Bring together all lines of the material below that contain the string "match".

◇ ◇ ◇

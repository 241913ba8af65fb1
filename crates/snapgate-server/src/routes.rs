//! Route table and handlers
//!
//! | Method | Path | Caller |
//! |---|---|---|
//! | `GET` | `/health` | anyone |
//! | `GET`, `POST` | `/api/snapshots` | producer |
//! | `GET` | `/api/snapshots/:id` | producer |
//! | `POST` | `/api/snapshots/:id/upload-url` | producer |
//! | `PUT` | `/api/snapshots/:id/files/*path` | producer |
//! | `POST` | `/api/snapshots/:id/{finalize,extend,revoke,rotate-password}` | producer |
//! | `GET` | `/s/:id`, `/s/:id/`, `/s/:id/*path` | viewer |
//! | `POST` | `/s/:id/gate` | viewer (form) |
//! | `GET`, `POST` | `/s/:id/_comments` | viewer |
//!
//! Viewer routes share one wildcard so the gate cookie, scoped to
//! `/s/:id`, reaches all of them.

use crate::auth::{cookie, ClientIdentity, Producer};
use crate::error::{ApiError, ApiResult};
use crate::state::AppState;
use axum::body::Bytes;
use axum::extract::rejection::JsonRejection;
use axum::extract::{DefaultBodyLimit, FromRequest, Path, Request, State};
use axum::http::header::{
    CACHE_CONTROL, CONTENT_TYPE, LOCATION, SET_COOKIE, X_CONTENT_TYPE_OPTIONS,
};
use axum::http::{HeaderMap, HeaderValue, StatusCode};
use axum::response::{Html, IntoResponse, Response};
use axum::routing::{get, post, put};
use axum::{Form, Json, Router};
use serde::Deserialize;
use snapgate_core::{FileEntry, PlanTier, SnapError, SnapshotId};
use snapgate_delivery::{
    password_prompt, CommentRequest, Delivery, Viewer, FALLBACK_CONTENT_TYPE, GATE_COOKIE_PREFIX,
};
use snapgate_lifecycle::{
    CreateSnapshot, CreatedSnapshot, ExtendSnapshot, FinalizeSnapshot, RotatedPassword,
    SnapshotDetail, SnapshotSummary, UploadAuthorization, UploadRequest,
};
use tower_http::trace::TraceLayer;

/// Viewer sub-path receiving the gate form
pub const GATE_PATH: &str = "gate";

/// Viewer sub-path of the comment thread
pub const COMMENTS_PATH: &str = "_comments";

/// Build the application router
pub fn router(state: AppState) -> Router {
    let largest_file = PlanTier::Pro.caps().max_file_bytes as usize;
    Router::new()
        .route("/health", get(health))
        .route("/api/snapshots", get(list_snapshots).post(create_snapshot))
        .route("/api/snapshots/:id", get(get_snapshot))
        .route("/api/snapshots/:id/upload-url", post(authorize_upload))
        .route(
            "/api/snapshots/:id/files/*path",
            put(store_file).layer(DefaultBodyLimit::max(largest_file)),
        )
        .route("/api/snapshots/:id/finalize", post(finalize))
        .route("/api/snapshots/:id/extend", post(extend))
        .route("/api/snapshots/:id/revoke", post(revoke))
        .route("/api/snapshots/:id/rotate-password", post(rotate_password))
        .route("/s/:id", get(serve_index))
        .route("/s/:id/", get(serve_index))
        .route("/s/:id/*path", get(serve_path).post(submit_path))
        .layer(TraceLayer::new_for_http())
        .with_state(state)
}

fn json_body<T>(body: Result<Json<T>, JsonRejection>) -> ApiResult<T> {
    body.map(|Json(value)| value)
        .map_err(|rejection| SnapError::bad_request(rejection.body_text()).into())
}

fn snapshot_id(raw: &str) -> ApiResult<SnapshotId> {
    SnapshotId::parse(raw).ok_or_else(|| SnapError::not_found("snapshot not found").into())
}

async fn health() -> &'static str {
    "ok"
}

async fn create_snapshot(
    State(state): State<AppState>,
    Producer(uid): Producer,
    body: Result<Json<CreateSnapshot>, JsonRejection>,
) -> ApiResult<(StatusCode, Json<CreatedSnapshot>)> {
    let created = state.lifecycle.create(&uid, json_body(body)?).await?;
    Ok((StatusCode::CREATED, Json(created)))
}

async fn list_snapshots(
    State(state): State<AppState>,
    Producer(uid): Producer,
) -> ApiResult<Json<Vec<SnapshotSummary>>> {
    Ok(Json(state.lifecycle.list_owner_snapshots(&uid).await?))
}

async fn get_snapshot(
    State(state): State<AppState>,
    Producer(uid): Producer,
    Path(id): Path<String>,
) -> ApiResult<Json<SnapshotDetail>> {
    let id = snapshot_id(&id)?;
    Ok(Json(state.lifecycle.get_snapshot(&uid, &id).await?))
}

async fn authorize_upload(
    State(state): State<AppState>,
    Producer(uid): Producer,
    Path(id): Path<String>,
    body: Result<Json<UploadRequest>, JsonRejection>,
) -> ApiResult<Json<UploadAuthorization>> {
    let id = snapshot_id(&id)?;
    let request = json_body(body)?;
    Ok(Json(
        state.lifecycle.authorize_upload(&uid, &id, request).await?,
    ))
}

async fn store_file(
    State(state): State<AppState>,
    Producer(uid): Producer,
    Path((id, path)): Path<(String, String)>,
    headers: HeaderMap,
    body: Bytes,
) -> ApiResult<Json<FileEntry>> {
    let id = snapshot_id(&id)?;
    let content_type = headers
        .get(CONTENT_TYPE)
        .and_then(|v| v.to_str().ok())
        .unwrap_or_default();
    let entry = state
        .lifecycle
        .store_file(&uid, &id, &path, content_type, body.to_vec())
        .await?;
    Ok(Json(entry))
}

async fn finalize(
    State(state): State<AppState>,
    Producer(uid): Producer,
    Path(id): Path<String>,
    body: Result<Json<FinalizeSnapshot>, JsonRejection>,
) -> ApiResult<Json<SnapshotSummary>> {
    let id = snapshot_id(&id)?;
    let request = json_body(body)?;
    Ok(Json(state.lifecycle.finalize(&uid, &id, request).await?))
}

async fn extend(
    State(state): State<AppState>,
    Producer(uid): Producer,
    Path(id): Path<String>,
    body: Result<Json<ExtendSnapshot>, JsonRejection>,
) -> ApiResult<Json<SnapshotSummary>> {
    let id = snapshot_id(&id)?;
    let request = json_body(body)?;
    Ok(Json(state.lifecycle.extend(&uid, &id, request).await?))
}

async fn revoke(
    State(state): State<AppState>,
    Producer(uid): Producer,
    Path(id): Path<String>,
) -> ApiResult<Json<SnapshotSummary>> {
    let id = snapshot_id(&id)?;
    Ok(Json(state.lifecycle.revoke(&uid, &id).await?))
}

async fn rotate_password(
    State(state): State<AppState>,
    Producer(uid): Producer,
    Path(id): Path<String>,
) -> ApiResult<Json<RotatedPassword>> {
    let id = snapshot_id(&id)?;
    Ok(Json(state.lifecycle.rotate_password(&uid, &id).await?))
}

fn gate_cookie<'a>(headers: &'a HeaderMap, raw_id: &str) -> Option<&'a str> {
    cookie(headers, &format!("{GATE_COOKIE_PREFIX}{raw_id}"))
}

async fn deliver(
    state: &AppState,
    raw_id: &str,
    path: &str,
    headers: &HeaderMap,
    client: &ClientIdentity,
) -> ApiResult<Response> {
    let viewer = Viewer {
        gate_token: gate_cookie(headers, raw_id),
        client_ip: &client.ip,
        user_agent: &client.user_agent,
    };
    let response = match state.delivery.serve(raw_id, path, viewer).await? {
        Delivery::Asset(asset) => {
            let content_type = HeaderValue::from_str(&asset.content_type)
                .unwrap_or_else(|_| HeaderValue::from_static(FALLBACK_CONTENT_TYPE));
            (
                [
                    (CONTENT_TYPE, content_type),
                    (CACHE_CONTROL, HeaderValue::from_static("private, no-cache")),
                    (X_CONTENT_TYPE_OPTIONS, HeaderValue::from_static("nosniff")),
                ],
                asset.body,
            )
                .into_response()
        }
        Delivery::PasswordPrompt(page) => (StatusCode::UNAUTHORIZED, Html(page)).into_response(),
    };
    Ok(response)
}

async fn serve_index(
    State(state): State<AppState>,
    Path(id): Path<String>,
    headers: HeaderMap,
    client: ClientIdentity,
) -> ApiResult<Response> {
    deliver(&state, &id, "", &headers, &client).await
}

async fn serve_path(
    State(state): State<AppState>,
    Path((id, path)): Path<(String, String)>,
    headers: HeaderMap,
    client: ClientIdentity,
) -> ApiResult<Response> {
    if path == COMMENTS_PATH {
        let comments = state
            .delivery
            .list_comments(&id, gate_cookie(&headers, &id))
            .await?;
        return Ok(Json(comments).into_response());
    }
    deliver(&state, &id, &path, &headers, &client).await
}

/// Gate form body
#[derive(Debug, Deserialize)]
pub struct GateForm {
    /// Plaintext gate password
    pub password: String,
}

async fn submit_path(
    State(state): State<AppState>,
    Path((id, path)): Path<(String, String)>,
    headers: HeaderMap,
    request: Request,
) -> ApiResult<Response> {
    match path.as_str() {
        GATE_PATH => {
            let Form(form) = Form::<GateForm>::from_request(request, &state)
                .await
                .map_err(|rejection| SnapError::bad_request(rejection.body_text()))?;
            submit_gate(&state, &id, &form.password).await
        }
        COMMENTS_PATH => {
            let body = Json::<CommentRequest>::from_request(request, &state).await;
            let comment = state
                .delivery
                .append_comment(&id, gate_cookie(&headers, &id), json_body(body)?)
                .await?;
            Ok((StatusCode::CREATED, Json(comment)).into_response())
        }
        _ => Err(SnapError::not_found("no such route").into()),
    }
}

async fn submit_gate(state: &AppState, raw_id: &str, password: &str) -> ApiResult<Response> {
    match state.delivery.gate_check(raw_id, password).await {
        Ok(pass) => Ok((
            StatusCode::SEE_OTHER,
            [
                (LOCATION, format!("{}/", pass.cookie_path)),
                (SET_COOKIE, pass.set_cookie_header()),
            ],
        )
            .into_response()),
        Err(SnapError::Forbidden { .. }) => match SnapshotId::parse(raw_id) {
            Some(id) => {
                let page = Html(password_prompt(&id, true));
                Ok((StatusCode::FORBIDDEN, page).into_response())
            }
            None => Err(SnapError::forbidden("incorrect password").into()),
        },
        Err(err) => Err(ApiError::from(err)),
    }
}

◇ ◇ ◇

▸ SOLUTION TO THIS EXERCISE:
    let response = match state.delivery.serve(raw_id, path, viewer).await? {
    match path.as_str() {
    match state.delivery.gate_check(raw_id, password).await {
        Err(SnapError::Forbidden { .. }) => match SnapshotId::parse(raw_id) {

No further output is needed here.